20 Rockefeller Plaza, New York
6 November 2007
Christie’s Evening Sale of Impressionist and Modern Art on November 6, with previews in New York starting on November 2, will be the quintessential ‘museum of an instant,’ showcasing a tightly edited ensemble of paintings and sculpture that are among the most riveting and cardinal artistic creations of the late 19th/early 20th century. Works by Cézanne, Matisse, Modigliani, Signac and Picasso will be highlighting the sale alongside paintings by Balthus, Beckmann, Toulouse- Lautrec and Léger.
“I’m still going to the Cézanne room … the puzzlement and insecurity of one’s confrontation with his work and then suddenly one has the right eyes.”
Paul Cézanne, the father of modernism to many, is represented in the sale with an extraordinary group of five watercolors and two paintings. Of these, Portrait de Vallier, 1904/06 (estimate: $15 – 25 million) is arguably the finest watercolor to have come to market in recent memory.
The work portrays Vallier, the gardener who tended the property surrounding Cézanne’s studio in the Chemin
des Lauves. Vallier, who consented to pose for portraits on a regular basis during the last years of his life, is seen against a network of undulating tree trunks and verdant foliage. The Vallier portrait fits into the series of peasant and laborers portraits which Cézanne had begun in the late 1880s but it transcends these works in its powerful emotional charge. In fact, the work may even be considered a metaphorical self-portrait, emblematic of the close identification of the artist with his model.

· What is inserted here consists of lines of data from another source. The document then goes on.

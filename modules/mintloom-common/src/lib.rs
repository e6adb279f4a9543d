pub mod config;
pub mod error;
pub mod types;

pub use config::Config;
pub use error::MintError;
pub use types::*;
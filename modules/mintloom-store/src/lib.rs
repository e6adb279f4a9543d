//! The Record Store: authoritative, concurrency-safe storage for identities,
//! wallets, and artifacts, plus the secondary indexes the pipeline depends on.

pub mod store;

pub use store::ArtifactStore;
use thiserror::Error;

pub type Result<T> = std::result::Result<T, XApiError>;

#[derive(Debug, Error)]
pub enum XApiError {
    #[error("Network error: {0}")]
    Network(String),

    #[error("API error (status {status}): {message}")]
    Api { status: u16, message: String },

    #[error("Parse error: {0}")]
    Parse(String),
}

impl From<reqwest::Error> for XApiError {
    fn from(err: reqwest::Error) -> Self {
        XApiError::Network(err.to_string())
    }
}

impl From<serde_json::Error> for XApiError {
    fn from(err: serde_json::Error) -> Self {
        XApiError::Parse(err.to_string())
    }
}
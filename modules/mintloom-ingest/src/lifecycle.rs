//! Finalize: the explicit lazy → finalized transition.
//!
//! Ordering matters here: the chain call happens first, and the store write
//! second. A failed chain call leaves the artifact `Lazy` with nothing to
//! roll back; the store's own state check settles concurrent double-buys.

use std::sync::Arc;
use std::time::Duration;

use serde_json::Value;
use tracing::info;

use mintloom_chain::ChainAdapter;
use mintloom_common::{MintError, MintState, META_CONTENT_HASH, META_TOKEN_ID};
use mintloom_store::ArtifactStore;

pub struct LifecycleController {
    store: Arc<ArtifactStore>,
    chain: Arc<dyn ChainAdapter>,
    chain_timeout: Duration,
}

impl LifecycleController {
    pub fn new(
        store: Arc<ArtifactStore>,
        chain: Arc<dyn ChainAdapter>,
        chain_timeout: Duration,
    ) -> Self {
        Self {
            store,
            chain,
            chain_timeout,
        }
    }

    /// Execute the on-chain mint/transfer and freeze the ownership record.
    /// Returns the transaction ref.
    pub async fn finalize(
        &self,
        artifact_id: i64,
        buyer_address: &str,
    ) -> Result<String, MintError> {
        let artifact = self
            .store
            .artifact(artifact_id)
            .await
            .ok_or_else(|| MintError::NotFound(format!("artifact {artifact_id}")))?;

        if artifact.state != MintState::Lazy {
            return Err(MintError::InvalidState(format!(
                "artifact {artifact_id} is already {}",
                artifact.state
            )));
        }

        let token_id = metadata_str(&artifact.metadata, META_TOKEN_ID).ok_or_else(|| {
            MintError::InvalidState(format!("artifact {artifact_id} has no prepared token id"))
        })?;
        let content_hash = metadata_str(&artifact.metadata, META_CONTENT_HASH).ok_or_else(|| {
            MintError::InvalidState(format!("artifact {artifact_id} has no content hash"))
        })?;

        let receipt = tokio::time::timeout(
            self.chain_timeout,
            self.chain.finalize_mint(token_id, content_hash, buyer_address),
        )
        .await
        .map_err(|_| MintError::Chain("on-chain mint timed out".to_string()))?
        .map_err(|e| MintError::Chain(e.to_string()))?;

        // The store re-checks state under its write lock, so a concurrent
        // finalize that slipped past the check above still loses here.
        let note = format!(
            "Transferred to {buyer_address} on {}",
            chrono::Utc::now().date_naive()
        );
        self.store
            .mark_finalized(artifact_id, buyer_address, &note)
            .await?;

        info!(
            artifact_id,
            buyer = buyer_address,
            tx = receipt.transaction_ref.as_str(),
            "Artifact finalized on-chain"
        );
        Ok(receipt.transaction_ref)
    }
}

fn metadata_str<'a>(
    metadata: &'a serde_json::Map<String, Value>,
    key: &str,
) -> Option<&'a str> {
    metadata.get(key).and_then(Value::as_str)
}
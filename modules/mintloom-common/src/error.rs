use thiserror::Error;

/// Error taxonomy for the mint pipeline.
///
/// `Duplicate` is expected and non-fatal — ingestion absorbs it as "already
/// ingested". The rest propagate to the caller; the HTTP layer maps them to
/// status codes.
#[derive(Error, Debug)]
pub enum MintError {
    #[error("Conflict: {0}")]
    Conflict(String),

    #[error("Already ingested: {0}")]
    Duplicate(String),

    #[error("Not found: {0}")]
    NotFound(String),

    #[error("Invalid state: {0}")]
    InvalidState(String),

    #[error("Chain adapter error: {0}")]
    Chain(String),

    #[error("Parse error: {0}")]
    Parse(String),

    #[error(transparent)]
    Anyhow(#[from] anyhow::Error),
}
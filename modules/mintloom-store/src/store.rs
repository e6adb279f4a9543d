//! Indexed in-memory repository for Identity, Wallet, and Artifact records.
//!
//! All mutation goes through this type. Indexes are maintained inside each
//! mutating method, under the same write lock as the owning write, so a
//! reader never sees an index entry pointing at a missing record. Compound
//! check-then-act operations (`get_or_create_wallet`, the dedup check in
//! `create_artifact`, `mark_finalized`) hold the write lock for their whole
//! critical section.
//!
//! Every read returns an owned clone. Callers cannot mutate store state
//! through returned values.

use std::collections::HashMap;

use chrono::Utc;
use tokio::sync::RwLock;
use tracing::debug;

use mintloom_chain::ChainAdapter;
use mintloom_common::{Artifact, ArtifactDraft, Identity, MintError, MintState, NewIdentity, Wallet};

#[derive(Default)]
struct StoreInner {
    identities: HashMap<i64, Identity>,
    wallets: HashMap<i64, Wallet>,
    artifacts: HashMap<i64, Artifact>,

    next_identity_id: i64,
    next_wallet_id: i64,
    next_artifact_id: i64,

    // Secondary indexes. Maintained transactionally with the entity maps.
    handle_to_identity: HashMap<String, i64>,
    external_to_identity: HashMap<String, i64>,
    identity_to_wallet: HashMap<i64, i64>,
    /// Dedup index. Modeled as a set of ids to tolerate races; practically 0|1.
    source_to_artifacts: HashMap<String, Vec<i64>>,
    creator_to_artifacts: HashMap<i64, Vec<i64>>,
}

impl StoreInner {
    fn new() -> Self {
        Self {
            next_identity_id: 1,
            next_wallet_id: 1,
            next_artifact_id: 1,
            ..Self::default()
        }
    }
}

pub struct ArtifactStore {
    inner: RwLock<StoreInner>,
}
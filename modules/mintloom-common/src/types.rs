//! Shared domain types for the mention-to-mint pipeline.
//!
//! Entity ids are `i64`, monotonic per entity kind, assigned by the store.
//! The metadata blob on `Artifact` is a schema-less map with two well-known
//! keys (`META_TOKEN_ID`, `META_CONTENT_HASH`) written at lazy-mint time;
//! everything else in it is free-form.

use chrono::{DateTime, Utc};
use serde::{Deserialize, Serialize};
use serde_json::{Map, Value};

/// Metadata blob key holding the prepared token id.
pub const META_TOKEN_ID: &str = "tokenId";

/// Metadata blob key holding the prepared content address.
pub const META_CONTENT_HASH: &str = "contentHash";

/// Mint lifecycle state of an artifact.
#[derive(Debug, Clone, Copy, PartialEq, Eq, Serialize, Deserialize)]
#[serde(rename_all = "lowercase")]
pub enum MintState {
    /// Metadata prepared off-chain, no on-chain transaction yet.
    Lazy,
    /// On-chain mint executed; ownership record is frozen.
    Finalized,
}

impl std::fmt::Display for MintState {
    fn fmt(&self, f: &mut std::fmt::Formatter<'_>) -> std::fmt::Result {
        match self {
            MintState::Lazy => write!(f, "lazy"),
            MintState::Finalized => write!(f, "finalized"),
        }
    }
}

/// A creator account, provisioned on first mention or first connect.
/// Never deleted; immutable after creation.
#[derive(Debug, Clone, Serialize, Deserialize)]
pub struct Identity {
    pub id: i64,
    /// Unique, case-sensitive.
    pub handle: String,
    pub profile_ref: Option<String>,
    /// External-platform account id. Unique when present.
    pub external_id: Option<String>,
    pub created_at: DateTime<Utc>,
}

/// Custodial wallet, at most one per identity. `encrypted_secret` is an
/// opaque blob — the core never touches plaintext key material.
#[derive(Debug, Clone, Serialize, Deserialize)]
pub struct Wallet {
    pub id: i64,
    pub identity_id: i64,
    pub address: String,
    pub encrypted_secret: String,
    pub created_at: DateTime<Utc>,
}

/// An NFT record driven through the lazy → finalized lifecycle.
#[derive(Debug, Clone, Serialize, Deserialize)]
pub struct Artifact {
    pub id: i64,
    pub title: String,
    pub description: Option<String>,
    pub image_url: String,
    /// Owning identity id.
    pub creator: i64,
    /// Denormalized copy of the creator's wallet address at creation time.
    /// Overwritten with the buyer's address on finalize.
    pub wallet_address: String,
    /// Originating mention id — the dedup key. Unique when present.
    pub source_id: Option<String>,
    pub metadata: Map<String, Value>,
    pub minted_at: DateTime<Utc>,
    pub state: MintState,
    pub featured: bool,
    /// Only increases, only via the detail read path.
    pub views: u64,
    /// Free-text transaction log, one line per lifecycle event.
    pub transactions: Option<String>,
    pub price: Option<String>,
}

/// Input for `create_identity`.
#[derive(Debug, Clone, Default)]
pub struct NewIdentity {
    pub handle: String,
    pub profile_ref: Option<String>,
    pub external_id: Option<String>,
}

/// Input for `create_artifact`. The store assigns id and mint timestamp.
#[derive(Debug, Clone)]
pub struct ArtifactDraft {
    pub title: String,
    pub description: Option<String>,
    pub image_url: String,
    pub creator: i64,
    pub wallet_address: String,
    pub source_id: Option<String>,
    pub metadata: Map<String, Value>,
    pub featured: bool,
    pub transactions: Option<String>,
    pub price: Option<String>,
}

/// Media type of a mention attachment.
#[derive(Debug, Clone, Copy, PartialEq, Eq, Serialize, Deserialize)]
#[serde(rename_all = "lowercase")]
pub enum MediaKind {
    Photo,
    Video,
    Gif,
    Other,
}

impl MediaKind {
    /// Map a platform media-type string to a kind. Unknown types are `Other`.
    pub fn from_api(kind: &str) -> Self {
        match kind {
            "photo" => MediaKind::Photo,
            "video" => MediaKind::Video,
            "animated_gif" => MediaKind::Gif,
            _ => MediaKind::Other,
        }
    }
}

/// A media attachment on a mention.
#[derive(Debug, Clone, Serialize, Deserialize)]
pub struct MediaRef {
    pub kind: MediaKind,
    pub url: Option<String>,
    pub preview_url: Option<String>,
}

/// A normalized mention event from any feed. Platform clients convert their
/// native post types into this.
#[derive(Debug, Clone, Serialize, Deserialize)]
pub struct Mention {
    /// Globally unique per mention — the dedup key.
    pub source_id: String,
    pub author_external_id: String,
    /// Best-effort; feeds may omit it.
    pub author_handle: Option<String>,
    pub author_profile_image: Option<String>,
    pub text: String,
    /// Explicit attachments. Take precedence over linked URLs for images.
    pub media: Vec<MediaRef>,
    /// URLs merely linked in the text.
    pub linked_urls: Vec<String>,
    pub posted_at: Option<DateTime<Utc>>,
}

/// One page of mention events plus the cursor for the next poll.
#[derive(Debug, Clone, Default)]
pub struct MentionBatch {
    /// In feed order. Processed sequentially.
    pub mentions: Vec<Mention>,
    /// Opaque to the core. `None` means "keep the previous cursor".
    pub next_cursor: Option<String>,
}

Cézanne’s depiction of la Montagne Sainte-Victoire, set in a rocky and rugged landscape dotted with prehistoric caves and Celtic, Roman and medieval ruins, is widely regarded as one of the major catalysts in the development of cubism.
During the last years of his life, the artist frequently painted the vast, isolated terrain east of Aix-en-Provence, and the sale offers two exquisite drawings of the subject, La Montagne Sainte Victoire vue des Lauves, 1902/06 and the double-sided Route tournante with a recto depicting La Montagne Sainte-Victoire vue des Lauves (estimate: $5 – 7 million each). In total Cézanne painted seventeen watercolors in 1902/06 which depict the craggy peak of the Montagne Sainte-Victoire from the slopes of Les Lauves.
Although these can not be regarded as an ensemble,
they do represent the last and most important series of landscapes the artist painted of this seminal
motif.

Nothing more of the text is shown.